Can you explain it? What’s the actual IO path from an application to the disk?

Also, do you pass queuing attributes through your PV driver?

>

The writes could be different, there could be no barrier, and the
filesystem
might not care at all what the contents of tha block of sectors is.
NTFS
imposes sector write order when it needs to, otherwise not. Your
(linux)
mirroring software ought to process both writes, and if it thinks it
needs to
impose order, it should do so.

As DRBD can already detect overlapped concurrent writes, it would be
nice if it just stalled the queue until the first write completed. It is
a rare event after all. Ordinarily, it shouldn’t matter to a driver
sitting somewhere in the IO path as to what order the writes ultimately
complete in. If the initiator sends writes that have an arbitrary
outcome if reordered then so be it. DRBD though has to ensure that both
sides of the mirror stay in sync, and if one side of the mirror reorders
such writes (eg different model disks) and the other doesn’t then they
are no longer in sync and so next time the automatic sync crawler gets
to that sector and reports an error, sysadmin panic will (should)
follow.

I may have to detect and serialise such writes myself such that two
writes to the same sector are never outstanding at once. While NTFS does
it very occasionally, some benchmark apps do it a lot, so my driver will
test poorly in such cases. Better than corruption though.
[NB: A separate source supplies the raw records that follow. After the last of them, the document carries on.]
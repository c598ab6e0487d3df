/**
 * Auth API
 *
 * Login, registration, OTP confirmation and profile calls on top of the
 * session authenticator. Responses are decoded into outcome enums here, so
 * callers never inspect raw payload flags.
 */

use crate::client::authenticator::SessionAuthenticator;
use crate::client::error::ClientError;
use crate::client::gateway::ApiRequest;
use crate::client::routes::{CONFIRM_OTP_PATH, LOGIN_PATH, PROFILE_PATH, REGISTER_PATH, RESEND_OTP_PATH};
use crate::client::session::{SessionUpdate, UserSnapshot};
use crate::client::token_store::TokenStore;
use crate::shared::types::{
    ConfirmOtpRequest, ConfirmOtpResponse, LoginEnvelope, LoginRequest, ProfileEnvelope, QuickLoginInfo,
    RegisterRequest, RegisterResponse, ResendOtpRequest, ResendOtpResponse,
};
use crate::shared::SharedError;
use chrono::{DateTime, Utc};
use std::collections::BTreeSet;
use std::future::Future;

/// Result of a successful login
#[derive(Debug, Clone, PartialEq, Eq)]
pub enum LoginOutcome {
    /// Tokens stored, mobile number confirmed
    Authenticated(UserSnapshot),
    /// Tokens stored, but the account must confirm an OTP first
    NeedsOtp {
        user: UserSnapshot,
        expires_at: Option<DateTime<Utc>>,
    },
}

impl LoginOutcome {
    pub fn user(&self) -> &UserSnapshot {
        match self {
            LoginOutcome::Authenticated(user) => user,
            LoginOutcome::NeedsOtp { user, .. } => user,
        }
    }
}

/// Result of a successful registration
#[derive(Debug, Clone, PartialEq, Eq)]
pub enum RegisterOutcome {
    /// Account created; an OTP was sent to the mobile number
    NeedsOtp { expires_at: Option<DateTime<Utc>> },
    /// Account created and signed in straight away
    QuickLogin(UserSnapshot),
    /// Account created; sign in separately
    Registered,
}

/// Result of asking for a new OTP
#[derive(Debug, Clone, PartialEq, Eq)]
pub struct OtpResent {
    pub message: String,
    pub expires_at: Option<DateTime<Utc>>,
}

/// Auth endpoints bound to one session
#[derive(Debug, Clone)]
pub struct AuthApi {
    auth: SessionAuthenticator,
}

impl AuthApi {
    pub fn new(auth: SessionAuthenticator) -> Self {
        Self { auth }
    }

    pub fn authenticator(&self) -> &SessionAuthenticator {
        &self.auth
    }

    pub fn store(&self) -> &TokenStore {
        self.auth.store()
    }

    /// Sign in with mobile number and password
    pub async fn login(&self, mobile: &str, password: &str) -> Result<LoginOutcome, ClientError> {
        self.tracked(async {
            require("mobile", mobile, "Mobile number is required")?;
            require("password", password, "Password is required")?;

            let request = ApiRequest::post(LOGIN_PATH).json(&LoginRequest {
                mobile: mobile.trim().to_string(),
                password: password.to_string(),
            })?;
            let envelope: LoginEnvelope = self.auth.send_json(request).await?;

            let data = envelope
                .data
                .ok_or_else(|| SharedError::malformed(LOGIN_PATH, "missing data"))?;
            let info = data
                .quick_login_info
                .ok_or_else(|| SharedError::malformed(LOGIN_PATH, "missing quickLoginInfo"))?;
            let user = self.store_quick_login(LOGIN_PATH, &info).await?;

            tracing::info!(user_id = %user.id, needs_otp = data.needs_confirm_otp_code, "Logged in");

            if data.needs_confirm_otp_code {
                Ok(LoginOutcome::NeedsOtp {
                    user,
                    expires_at: parse_expiry(data.otp_expires_at.as_deref()),
                })
            } else {
                Ok(LoginOutcome::Authenticated(user))
            }
        })
        .await
    }

    /// Create an account
    pub async fn register(&self, request: RegisterRequest) -> Result<RegisterOutcome, ClientError> {
        self.tracked(async {
            require("name", &request.name, "Name is required")?;
            require("mobile", &request.mobile, "Mobile number is required")?;
            require("pass_hash", &request.pass_hash, "Password is required")?;
            if !request.terms_accepted {
                return Err(SharedError::validation(
                    "isTermAndPrivarcyEnable",
                    "Terms and privacy policy must be accepted",
                )
                .into());
            }

            let response: RegisterResponse = self
                .auth
                .send_json(ApiRequest::post(REGISTER_PATH).json(&request)?)
                .await?;

            if response.quick_login_enable {
                let info = response
                    .quick_register_info
                    .ok_or_else(|| SharedError::malformed(REGISTER_PATH, "missing quickRegisterInfo"))?;
                let user = self.store_quick_login(REGISTER_PATH, &info).await?;
                tracing::info!(user_id = %user.id, "Registered with quick login");
                return Ok(RegisterOutcome::QuickLogin(user));
            }

            if response.needs_confirm_otp_code {
                tracing::info!("Registered, OTP confirmation pending");
                return Ok(RegisterOutcome::NeedsOtp {
                    expires_at: parse_expiry(response.otp_expires_at.as_deref()),
                });
            }

            Ok(RegisterOutcome::Registered)
        })
        .await
    }

    /// Confirm the mobile number with the OTP sent to it
    pub async fn confirm_otp(&self, mobile: &str, code: &str) -> Result<UserSnapshot, ClientError> {
        self.tracked(async {
            require("mobile", mobile, "Mobile number is required")?;
            require("confirm_mobile_otp_code", code, "OTP code is required")?;

            let request = ApiRequest::post(CONFIRM_OTP_PATH).json(&ConfirmOtpRequest {
                mobile: mobile.trim().to_string(),
                confirm_mobile_otp_code: code.trim().to_string(),
            })?;
            let response: ConfirmOtpResponse = self.auth.send_json(request).await?;

            self.store()
                .update_user(|user| {
                    if user.id == response.id {
                        user.confirm_mobile(&response);
                    }
                })
                .await;

            let user = match self.store().user().await {
                Some(user) if user.id == response.id => user,
                _ => UserSnapshot {
                    id: response.id.clone(),
                    display_name: None,
                    mobile_number: Some(response.mobile.clone()),
                    roles: BTreeSet::new(),
                    permissions: Vec::new(),
                    mobile_confirmed: response.mobile_confirmed,
                },
            };
            tracing::info!(user_id = %user.id, confirmed = user.mobile_confirmed, "OTP confirmed");
            Ok(user)
        })
        .await
    }

    /// Ask the server to send a new OTP
    pub async fn resend_otp(&self, mobile: &str, user_id: Option<&str>) -> Result<OtpResent, ClientError> {
        self.tracked(async {
            require("mobile", mobile, "Mobile number is required")?;

            let request = ApiRequest::post(RESEND_OTP_PATH).json(&ResendOtpRequest {
                mobile: mobile.trim().to_string(),
                user_id: user_id.map(str::to_string),
            })?;
            let response: ResendOtpResponse = self.auth.send_json(request).await?;

            Ok(OtpResent {
                expires_at: parse_expiry(response.expires_at.as_deref()),
                message: response.message,
            })
        })
        .await
    }

    /// Load the signed-in user's profile and store it
    pub async fn fetch_profile(&self) -> Result<UserSnapshot, ClientError> {
        self.tracked(async {
            let envelope: ProfileEnvelope = self.auth.get_json(PROFILE_PATH).await?;
            let user = UserSnapshot::from(envelope.into_profile());
            self.store().set(SessionUpdate::new().user(Some(user.clone()))).await;
            Ok(user)
        })
        .await
    }

    /// Try to get a fresh access token; false means the session is gone
    pub async fn refresh_session(&self) -> bool {
        self.auth.refresh_session().await.has_token()
    }

    pub async fn logout(&self) {
        self.auth.clear_session().await;
        tracing::info!("Logged out");
    }

    async fn store_quick_login(&self, endpoint: &str, info: &QuickLoginInfo) -> Result<UserSnapshot, ClientError> {
        let has_token = info
            .access_token
            .as_deref()
            .is_some_and(|token| !token.trim().is_empty());
        if !has_token {
            return Err(SharedError::malformed(endpoint, "missing access_token").into());
        }

        self.store().set(SessionUpdate::from_quick_login(info)).await;
        Ok(UserSnapshot::from(info))
    }

    /// Run `call` with the loading flag raised, recording its error message
    async fn tracked<T, F>(&self, call: F) -> Result<T, ClientError>
    where
        F: Future<Output = Result<T, ClientError>>,
    {
        let store = self.store();
        store.set_loading(true).await;
        let result = call.await;
        store.set_loading(false).await;

        match &result {
            Ok(_) => store.set_error(None).await,
            Err(e) => store.set_error(Some(e.user_message())).await,
        }
        result
    }
}

fn require(field: &str, value: &str, message: &str) -> Result<(), SharedError> {
    if value.trim().is_empty() {
        return Err(SharedError::validation(field, message));
    }
    Ok(())
}

/// Parse an RFC 3339 expiry, dropping anything unreadable
fn parse_expiry(raw: Option<&str>) -> Option<DateTime<Utc>> {
    let raw = raw?;
    match DateTime::parse_from_rfc3339(raw) {
        Ok(expires_at) => Some(expires_at.with_timezone(&Utc)),
        Err(e) => {
            tracing::warn!(raw, "Ignoring unreadable OTP expiry: {}", e);
            None
        }
    }
}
It gets even more peculiar, by the way, there
are edge cases where the contents of the write buffer can be modified
while
the buffer is in flight. Not a problem with the linux side as the copy
across
the xen rb will introduce a coherency to the contents of the write
operation
that are not present in the guest.

I’m pretending that the data can never be modified while the write is in
flight :slight_smile:

James

>

“Further reading suggests that this also happens when the Microsoft
iSCSI
Initiator (and several other initiators) with the target on top of
DRBD”

Can you explain it? What’s the actual IO path from an application to
the disk?

ASCII art sucks, but this is a crude approximation of how DRBD works:

Logical Volume
|
DRBD <– network –> DRBD -> Physical volume
|
Physical Volume

Each DRBD node talks to the other over the network. On each node the
logical volume can be ‘primary’, or ‘secondary’. A ‘primary’ volume is
accessible, a ‘secondary’ is not, but can be changed to ‘primary’. The
config determines if the volume can be ‘primary’ on more than one node.
If the local physical volume fails then things can continue via the
remote physical volume.

There are 3 modes of operation wrt how writes are scheduled. They are
known as protocols A, B, and C I think but I don’t know which is which
off hand.

  1. The write on the logical volume is complete when it has been
    successfully written to both physical volumes
  2. The write on the logical volume is complete when it has been
    successfully written to the local physical volume, and has ‘arrived’ at
    the remote physical volume (but hasn’t necessarily been written to
    disk).
  3. The write on the logical volume is complete when it has been
    successfully written to the local physical volume, and is queued on the
    network to be sent to the remote physical volume.

Which protocol you use depends on your requirements. Obviously the
‘multiple primary’ scenario only makes sense for the first protocol.

In the iSCSI scenario I referred to, the iSCSI target sits ‘above’ the
logical volume in the above diagram.

Also, do you pass queuing attributes through your PV driver?

Now this may be the pointy part of the problem. Maybe Windows is rightly
telling me how I should queue the writes (eg don’t start this write
until the previous one is finished) and I’m not doing the right thing.
Is there a document that describes how such things should work? I
definitely allow up to 16 outstanding scsi requests (I’d allow more but
Windows never gives me more).

Thanks

James

I have just sent an update to the user that stalls the queue when a
write request comes that overlaps an existing write request. We’ll see
if it resolves the ‘problem’ and if it introduces performance problems.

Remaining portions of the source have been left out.